Les mots et les choses

Nochmal die "Maus": der Erfinder, Douglas Engelbart, sagt während der Demonstration 1968, dass er sich dafür entschuldigen müsse, dass er selber nicht wirklich weiß, warum das Ding so heißt. Ich habe aber auch ein Interview mit ihm gesehen, worin er sagt, dass der Name ca. 1963 entstanden ist, weil der Kabel wie ein Mäuseschwanz und der Knopf wie ein Öhrchen aussah. Finde ich plausibel genug...



Zum "Joystick" (Freude-Stock): da ist ein bisschen mehr Debatte und Unklarheit drum. Hier ist ein Artikel aus der New York Times (von 2005), worin steht:

"At the recent E3 Gaming Expo in Los Angeles, where video game juggernauts Microsoft (maker of the Xbox), Sony (PlayStation) and Nintendo (GameCube) offered glimpses of their next-generation consoles, no mention was made of Robert Esnault-Pelterie.

Yet millions of gaming enthusiasts (and crane operators and cellphone owners and even the captain of the world's largest, longest, tallest ocean liner, the Queen Mary 2) owe the early-20th-century French aviator a debt of gratitude for his invention: the joystick. It was first used for aircraft controls, but much else about its origins - both mechanical and etymological - are matters of debate. The first citation of the word in the Oxford English Dictionary comes from the diary of the British actor and aviator Robert Loraine. In 1910, he made this entry: "In order that he not blunder inadvertently into the air, the central lever - otherwise the cloche, or joy-stick is tied well forward."

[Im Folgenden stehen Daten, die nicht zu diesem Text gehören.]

//! TCP segment encode/decode: a fixed 20-byte header (no options), checksum
//! folded over the RFC-793 pseudo-header `{src, dst, 0, proto, tcp_len}`.

use std::net::Ipv4Addr;

use crate::config;
use crate::util::checksum;

use super::types::{Dual, Quad};

#[derive(Debug, Clone)]
pub struct DecodedSegment {
    pub quad: Quad,
    pub seq: u32,
    pub ack: u32,
    pub wnd: u16,
    pub syn: bool,
    pub ack_flag: bool,
    pub fin: bool,
    pub rst: bool,
    pub psh: bool,
    pub urg: bool,
    pub urg_ptr: u16,
    pub payload: Vec<u8>,
}

#[derive(Debug, Clone)]
pub struct OutSegment {
    pub seq: u32,
    pub ack: u32,
    pub wnd: u16,
    pub syn: bool,
    pub ack_flag: bool,
    pub fin: bool,
    pub rst: bool,
    pub psh: bool,
    pub payload: Vec<u8>,
}

impl OutSegment {
    #[allow(clippy::too_many_arguments)]
    pub fn flags(
        seq: u32,
        ack: u32,
        wnd: u16,
        syn: bool,
        ack_flag: bool,
        fin: bool,
        rst: bool,
        psh: bool,
        payload: Vec<u8>,
    ) -> Self {
        OutSegment {
            seq,
            ack,
            wnd,
            syn,
            ack_flag,
            fin,
            rst,
            psh,
            payload,
        }
    }
}

/// Decodes and checksum-validates a TCP segment carried in a datagram whose
/// IPv4 source/destination are `ip_src`/`ip_dst`. Returns `None` on any
/// malformation (too short, bad data offset, bad checksum) -- dropped
/// silently, matching RFC behavior for wire-layer rejects.
pub fn decode(ip_src: Ipv4Addr, ip_dst: Ipv4Addr, buf: &[u8]) -> Option<DecodedSegment> {
    if buf.len() < config::TCP_HEADER_LEN {
        return None;
    }
    let data_offset = ((buf[12] >> 4) as usize) * 4;
    if data_offset < config::TCP_HEADER_LEN || data_offset > buf.len() {
        return None;
    }
    let pseudo = checksum::pseudo_header_sum(ip_src, ip_dst, config::IP_PROTOCOL_TCP, buf.len() as u16);
    if checksum::checksum(buf, pseudo) != 0 {
        return None;
    }

    let src_port = u16::from_be_bytes([buf[0], buf[1]]);
    let dst_port = u16::from_be_bytes([buf[2], buf[3]]);
    let seq = u32::from_be_bytes([buf[4], buf[5], buf[6], buf[7]]);
    let ack = u32::from_be_bytes([buf[8], buf[9], buf[10], buf[11]]);
    let flags = buf[13];
    let wnd = u16::from_be_bytes([buf[14], buf[15]]);
    let urg_ptr = u16::from_be_bytes([buf[18], buf[19]]);

    Some(DecodedSegment {
        quad: Quad {
            src: Dual { ipv4: ip_src, port: src_port },
            dst: Dual { ipv4: ip_dst, port: dst_port },
        },
        seq,
        ack,
        wnd,
        syn: flags & 0x02 != 0,
        ack_flag: flags & 0x10 != 0,
        fin: flags & 0x01 != 0,
        rst: flags & 0x04 != 0,
        psh: flags & 0x08 != 0,
        urg: flags & 0x20 != 0,
        urg_ptr,
        payload: buf[data_offset..].to_vec(),
    })
}

/// Serializes a 20-byte TCP header (`off = 5 << 4`, no options) plus
/// payload, from `local` to `peer`, with the pseudo-header checksum folded
/// in over the whole segment.
pub fn encode(local: Dual, peer: Dual, seg: &OutSegment) -> Vec<u8> {
    let total_len = config::TCP_HEADER_LEN + seg.payload.len();
    let mut buf = vec![0u8; total_len];
    buf[0..2].copy_from_slice(&local.port.to_be_bytes());
    buf[2..4].copy_from_slice(&peer.port.to_be_bytes());
    buf[4..8].copy_from_slice(&seg.seq.to_be_bytes());
    buf[8..12].copy_from_slice(&seg.ack.to_be_bytes());
    buf[12] = 5 << 4;

    let mut flags = 0u8;
    if seg.fin {
        flags |= 0x01;
    }
    if seg.syn {
        flags |= 0x02;
    }
    if seg.rst {
        flags |= 0x04;
    }
    if seg.psh {
        flags |= 0x08;
    }
    if seg.ack_flag {
        flags |= 0x10;
    }
    buf[13] = flags;
    buf[14..16].copy_from_slice(&seg.wnd.to_be_bytes());
    buf[config::TCP_HEADER_LEN..].copy_from_slice(&seg.payload);

    let pseudo = checksum::pseudo_header_sum(local.ipv4, peer.ipv4, config::IP_PROTOCOL_TCP, total_len as u16);
    let sum = checksum::checksum(&buf, pseudo);
    buf[16..18].copy_from_slice(&sum.to_be_bytes());
    buf
}

/// Builds the RST the CLOSED-state branch of the segment-arrives processor
/// sends in reply to any non-RST segment against a connection that does
/// not exist: `<SEQ=SEG.ACK><CTL=RST>` if ACK was set, else
/// `<SEQ=0><ACK=SEG.SEQ+LEN><CTL=RST,ACK>`.
pub fn reset_for_closed(seg: &DecodedSegment) -> OutSegment {
    if seg.ack_flag {
        OutSegment::flags(seg.ack, 0, 0, false, false, false, true, false, vec![])
    } else {
        let ack = seg.seq.wrapping_add(seg.payload.len() as u32);
        OutSegment::flags(0, ack, 0, false, true, false, true, false, vec![])
    }
}

#[cfg(test)]
mod tests {
    use super::*;

    fn dual(ip: &str, port: u16) -> Dual {
        Dual { ipv4: ip.parse().unwrap(), port }
    }

    #[test]
    fn encode_then_decode_preserves_fields() {
        let local = dual("10.0.0.1", 9090);
        let peer = dual("10.0.0.2", 5555);
        let seg = OutSegment::flags(100, 200, 65535, true, true, false, false, false, b"hi".to_vec());
        let wire = encode(local, peer, &seg);
        let decoded = decode(local.ipv4, peer.ipv4, &wire).expect("checksum should validate");
        assert_eq!(decoded.seq, 100);
        assert_eq!(decoded.ack, 200);
        assert!(decoded.syn);
        assert!(decoded.ack_flag);
        assert!(!decoded.fin);
        assert_eq!(decoded.payload, b"hi");
        assert_eq!(decoded.quad.src.port, 9090);
        assert_eq!(decoded.quad.dst.port, 5555);
    }

    #[test]
    fn corrupted_payload_fails_checksum() {
        let local = dual("10.0.0.1", 9090);
        let peer = dual("10.0.0.2", 5555);
        let seg = OutSegment::flags(1, 1, 1000, false, true, false, false, false, b"payload".to_vec());
        let mut wire = encode(local, peer, &seg);
        *wire.last_mut().unwrap() ^= 0xff;
        assert!(decode(local.ipv4, peer.ipv4, &wire).is_none());
    }

    #[test]
    fn reset_for_closed_with_ack_echoes_ack_as_sequence() {
        let seg = DecodedSegment {
            quad: Quad { src: dual("1.2.3.4", 1), dst: dual("1.2.3.5", 2) },
            seq: 10,
            ack: 500,
            wnd: 0,
            syn: false,
            ack_flag: true,
            fin: false,
            rst: false,
            psh: false,
            urg: false,
            urg_ptr: 0,
            payload: vec![],
        };
        let rst = reset_for_closed(&seg);
        assert!(rst.rst);
        assert!(!rst.ack_flag);
        assert_eq!(rst.seq, 500);
    }

    #[test]
    fn reset_for_closed_without_ack_sets_ack_to_seq_plus_len() {
        let seg = DecodedSegment {
            quad: Quad { src: dual("1.2.3.4", 1), dst: dual("1.2.3.5", 2) },
            seq: 10,
            ack: 0,
            wnd: 0,
            syn: true,
            ack_flag: false,
            fin: false,
            rst: false,
            psh: false,
            urg: false,
            urg_ptr: 0,
            payload: vec![1, 2, 3],
        };
        let rst = reset_for_closed(&seg);
        assert!(rst.rst);
        assert!(rst.ack_flag);
        assert_eq!(rst.seq, 0);
        assert_eq!(rst.ack, 13);
    }
}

While some researchers have assumed an X-rated origin, Michael Quinion, a sleuth of international English and editor of the Web site worldwidewords.org, suggests that a G-rated definition is more likely: "The exhilaration felt by an early pilot's journey into the air," is how he describes it. As for the device itself, some argue that the credit should go not to Mr. Esnault-Pelterie, but to a Missouri pilot and inventor, James Henry Joyce - thus, "Joyce stick."

But a number of historians, including Edward Tenner, a senior research associate at the National History Museum's Center for the Study of Invention and Innovation, side with Mr. Esnault-Pelterie."

Cool finde ich vor allem dies: "Wherever the idea came from, the translation of human will into machine movement via a single stick may be one of the most overlooked achievements of the last 100 years."